## [TASK DETAILS]
Print the listing below from its opening line through the line holding "pub fn is_empty(&self)", both ends included.
* * * * * * *
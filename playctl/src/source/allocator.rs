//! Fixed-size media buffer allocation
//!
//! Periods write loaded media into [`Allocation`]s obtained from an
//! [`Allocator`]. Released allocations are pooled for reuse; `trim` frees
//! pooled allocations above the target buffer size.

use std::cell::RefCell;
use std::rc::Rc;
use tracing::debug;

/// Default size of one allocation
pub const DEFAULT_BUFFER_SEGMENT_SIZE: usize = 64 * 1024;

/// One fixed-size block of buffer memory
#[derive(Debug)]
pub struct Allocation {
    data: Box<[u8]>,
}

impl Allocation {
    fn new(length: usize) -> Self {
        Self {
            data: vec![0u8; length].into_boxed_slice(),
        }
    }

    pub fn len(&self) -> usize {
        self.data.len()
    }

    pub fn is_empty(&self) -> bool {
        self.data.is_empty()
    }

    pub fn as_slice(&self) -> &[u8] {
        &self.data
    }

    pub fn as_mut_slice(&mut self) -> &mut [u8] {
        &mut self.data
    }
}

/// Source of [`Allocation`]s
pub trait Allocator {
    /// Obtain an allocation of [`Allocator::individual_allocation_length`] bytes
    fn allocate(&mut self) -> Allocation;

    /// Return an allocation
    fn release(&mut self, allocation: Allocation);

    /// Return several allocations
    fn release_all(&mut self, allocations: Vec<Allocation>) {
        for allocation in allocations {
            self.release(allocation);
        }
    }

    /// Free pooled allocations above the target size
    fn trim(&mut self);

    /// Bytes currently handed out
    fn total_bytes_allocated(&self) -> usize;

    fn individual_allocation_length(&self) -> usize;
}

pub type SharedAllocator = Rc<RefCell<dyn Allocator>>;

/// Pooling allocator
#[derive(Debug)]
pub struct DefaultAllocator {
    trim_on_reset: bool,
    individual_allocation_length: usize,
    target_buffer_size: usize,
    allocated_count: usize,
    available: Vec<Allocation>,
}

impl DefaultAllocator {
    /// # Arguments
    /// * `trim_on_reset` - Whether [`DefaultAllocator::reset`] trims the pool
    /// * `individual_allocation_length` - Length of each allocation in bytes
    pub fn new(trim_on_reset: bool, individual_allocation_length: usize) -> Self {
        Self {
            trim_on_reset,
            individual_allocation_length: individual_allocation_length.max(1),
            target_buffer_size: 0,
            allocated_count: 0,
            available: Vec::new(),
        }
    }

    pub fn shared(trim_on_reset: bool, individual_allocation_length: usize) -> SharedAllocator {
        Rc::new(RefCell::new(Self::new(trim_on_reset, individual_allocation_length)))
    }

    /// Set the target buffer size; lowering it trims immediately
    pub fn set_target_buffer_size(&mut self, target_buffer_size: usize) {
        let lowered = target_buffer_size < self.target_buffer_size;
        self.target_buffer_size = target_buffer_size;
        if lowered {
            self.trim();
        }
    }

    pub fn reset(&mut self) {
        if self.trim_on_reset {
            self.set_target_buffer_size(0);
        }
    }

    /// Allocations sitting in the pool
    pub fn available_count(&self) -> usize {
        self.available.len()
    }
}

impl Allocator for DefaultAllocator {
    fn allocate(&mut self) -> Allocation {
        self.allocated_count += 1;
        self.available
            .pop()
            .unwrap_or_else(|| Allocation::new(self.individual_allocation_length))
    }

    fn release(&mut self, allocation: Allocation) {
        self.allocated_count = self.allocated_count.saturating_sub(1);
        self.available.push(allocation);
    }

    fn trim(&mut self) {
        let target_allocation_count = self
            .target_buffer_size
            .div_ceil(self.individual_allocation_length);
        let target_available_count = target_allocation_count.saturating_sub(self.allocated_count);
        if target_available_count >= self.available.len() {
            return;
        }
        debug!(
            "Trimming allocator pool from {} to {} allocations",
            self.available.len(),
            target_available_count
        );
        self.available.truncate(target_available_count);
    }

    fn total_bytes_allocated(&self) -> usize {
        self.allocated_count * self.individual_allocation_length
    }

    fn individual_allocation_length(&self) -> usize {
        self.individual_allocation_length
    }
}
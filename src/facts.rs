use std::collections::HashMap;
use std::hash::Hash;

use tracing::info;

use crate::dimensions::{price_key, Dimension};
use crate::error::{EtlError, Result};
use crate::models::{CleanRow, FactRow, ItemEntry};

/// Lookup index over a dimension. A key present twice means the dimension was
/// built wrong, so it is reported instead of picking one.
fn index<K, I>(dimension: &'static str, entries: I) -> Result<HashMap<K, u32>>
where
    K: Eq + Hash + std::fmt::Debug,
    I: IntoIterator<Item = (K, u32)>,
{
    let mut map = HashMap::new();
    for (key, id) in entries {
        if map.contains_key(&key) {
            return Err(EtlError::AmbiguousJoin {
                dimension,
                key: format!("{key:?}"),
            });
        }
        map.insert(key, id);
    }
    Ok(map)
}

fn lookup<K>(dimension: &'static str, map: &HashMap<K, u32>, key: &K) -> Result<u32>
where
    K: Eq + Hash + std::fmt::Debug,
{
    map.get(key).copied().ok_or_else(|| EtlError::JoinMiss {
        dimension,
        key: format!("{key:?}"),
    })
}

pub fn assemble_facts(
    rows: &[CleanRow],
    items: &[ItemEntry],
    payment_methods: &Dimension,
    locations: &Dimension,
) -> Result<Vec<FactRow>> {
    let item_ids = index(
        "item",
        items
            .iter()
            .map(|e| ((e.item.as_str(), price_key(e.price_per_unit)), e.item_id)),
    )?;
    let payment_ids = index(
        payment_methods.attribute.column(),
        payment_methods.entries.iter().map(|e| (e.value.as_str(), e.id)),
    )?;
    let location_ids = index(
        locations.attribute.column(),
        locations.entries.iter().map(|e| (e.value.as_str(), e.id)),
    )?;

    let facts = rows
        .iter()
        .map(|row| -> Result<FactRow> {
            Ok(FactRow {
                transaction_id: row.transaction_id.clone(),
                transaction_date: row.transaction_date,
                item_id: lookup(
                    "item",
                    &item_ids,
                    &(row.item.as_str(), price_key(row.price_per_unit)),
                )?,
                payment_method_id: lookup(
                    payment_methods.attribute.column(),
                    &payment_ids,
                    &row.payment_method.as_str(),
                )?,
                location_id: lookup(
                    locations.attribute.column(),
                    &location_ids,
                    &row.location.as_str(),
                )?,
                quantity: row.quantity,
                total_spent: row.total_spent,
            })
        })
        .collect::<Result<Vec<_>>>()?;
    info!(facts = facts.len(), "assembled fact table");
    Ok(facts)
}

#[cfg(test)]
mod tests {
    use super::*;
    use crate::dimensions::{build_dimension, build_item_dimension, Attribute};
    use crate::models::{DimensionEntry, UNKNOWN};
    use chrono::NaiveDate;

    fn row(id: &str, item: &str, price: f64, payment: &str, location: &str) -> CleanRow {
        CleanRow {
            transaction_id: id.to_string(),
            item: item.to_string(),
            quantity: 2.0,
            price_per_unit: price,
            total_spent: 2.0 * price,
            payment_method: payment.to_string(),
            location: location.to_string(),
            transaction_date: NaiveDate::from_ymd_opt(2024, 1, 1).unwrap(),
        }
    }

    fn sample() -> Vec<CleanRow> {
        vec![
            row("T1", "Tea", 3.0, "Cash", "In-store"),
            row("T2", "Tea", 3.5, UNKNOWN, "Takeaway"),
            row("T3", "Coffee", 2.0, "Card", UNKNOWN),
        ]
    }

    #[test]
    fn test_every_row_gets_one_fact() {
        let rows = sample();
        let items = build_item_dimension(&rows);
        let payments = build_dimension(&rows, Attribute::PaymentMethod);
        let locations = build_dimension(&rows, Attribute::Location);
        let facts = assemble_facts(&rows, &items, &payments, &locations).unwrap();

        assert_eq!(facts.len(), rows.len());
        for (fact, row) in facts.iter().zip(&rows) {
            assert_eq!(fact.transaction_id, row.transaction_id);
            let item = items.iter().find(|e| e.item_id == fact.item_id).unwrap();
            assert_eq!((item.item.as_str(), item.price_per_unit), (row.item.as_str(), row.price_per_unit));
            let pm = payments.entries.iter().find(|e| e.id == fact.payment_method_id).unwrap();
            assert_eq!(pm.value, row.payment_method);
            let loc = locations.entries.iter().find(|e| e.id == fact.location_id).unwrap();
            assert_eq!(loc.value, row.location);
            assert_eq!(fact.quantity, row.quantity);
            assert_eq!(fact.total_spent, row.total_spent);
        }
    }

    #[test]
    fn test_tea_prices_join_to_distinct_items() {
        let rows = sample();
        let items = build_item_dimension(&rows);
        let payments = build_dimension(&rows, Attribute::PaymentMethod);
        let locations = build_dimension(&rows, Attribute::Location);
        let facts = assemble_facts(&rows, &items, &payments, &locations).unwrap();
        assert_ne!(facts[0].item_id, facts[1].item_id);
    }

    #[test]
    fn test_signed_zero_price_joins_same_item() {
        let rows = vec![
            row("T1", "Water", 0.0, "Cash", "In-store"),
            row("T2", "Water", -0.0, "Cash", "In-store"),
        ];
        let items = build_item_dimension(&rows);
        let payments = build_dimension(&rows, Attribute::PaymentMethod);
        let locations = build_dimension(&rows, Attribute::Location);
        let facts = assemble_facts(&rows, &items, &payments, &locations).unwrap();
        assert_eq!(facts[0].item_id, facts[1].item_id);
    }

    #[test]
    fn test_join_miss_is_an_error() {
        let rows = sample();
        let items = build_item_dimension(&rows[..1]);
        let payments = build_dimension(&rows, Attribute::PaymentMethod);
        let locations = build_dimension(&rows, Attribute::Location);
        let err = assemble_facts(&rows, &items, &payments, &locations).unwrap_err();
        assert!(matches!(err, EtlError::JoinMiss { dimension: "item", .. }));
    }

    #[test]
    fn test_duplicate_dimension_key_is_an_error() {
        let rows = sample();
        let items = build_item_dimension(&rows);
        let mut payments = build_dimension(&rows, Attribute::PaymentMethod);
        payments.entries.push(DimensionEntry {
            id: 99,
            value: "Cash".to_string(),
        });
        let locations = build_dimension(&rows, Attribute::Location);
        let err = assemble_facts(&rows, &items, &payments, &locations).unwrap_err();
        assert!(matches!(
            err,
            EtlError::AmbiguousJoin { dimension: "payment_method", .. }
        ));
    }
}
* * * * * * *
## [ANSWER BOX]
filename playctl/src/source/allocator.rs
//! Fixed-size media buffer allocation
//!
//! Periods write loaded media into [`Allocation`]s obtained from an
//! [`Allocator`]. Released allocations are pooled for reuse; `trim` frees
//! pooled allocations above the target buffer size.

use std::cell::RefCell;
use std::rc::Rc;
use tracing::debug;

/// Default size of one allocation
pub const DEFAULT_BUFFER_SEGMENT_SIZE: usize = 64 * 1024;

/// One fixed-size block of buffer memory
#[derive(Debug)]
pub struct Allocation {
    data: Box<[u8]>,
}

impl Allocation {
    fn new(length: usize) -> Self {
        Self {
            data: vec![0u8; length].into_boxed_slice(),
        }
    }

    pub fn len(&self) -> usize {
        self.data.len()
    }

    pub fn is_empty(&self) -> bool {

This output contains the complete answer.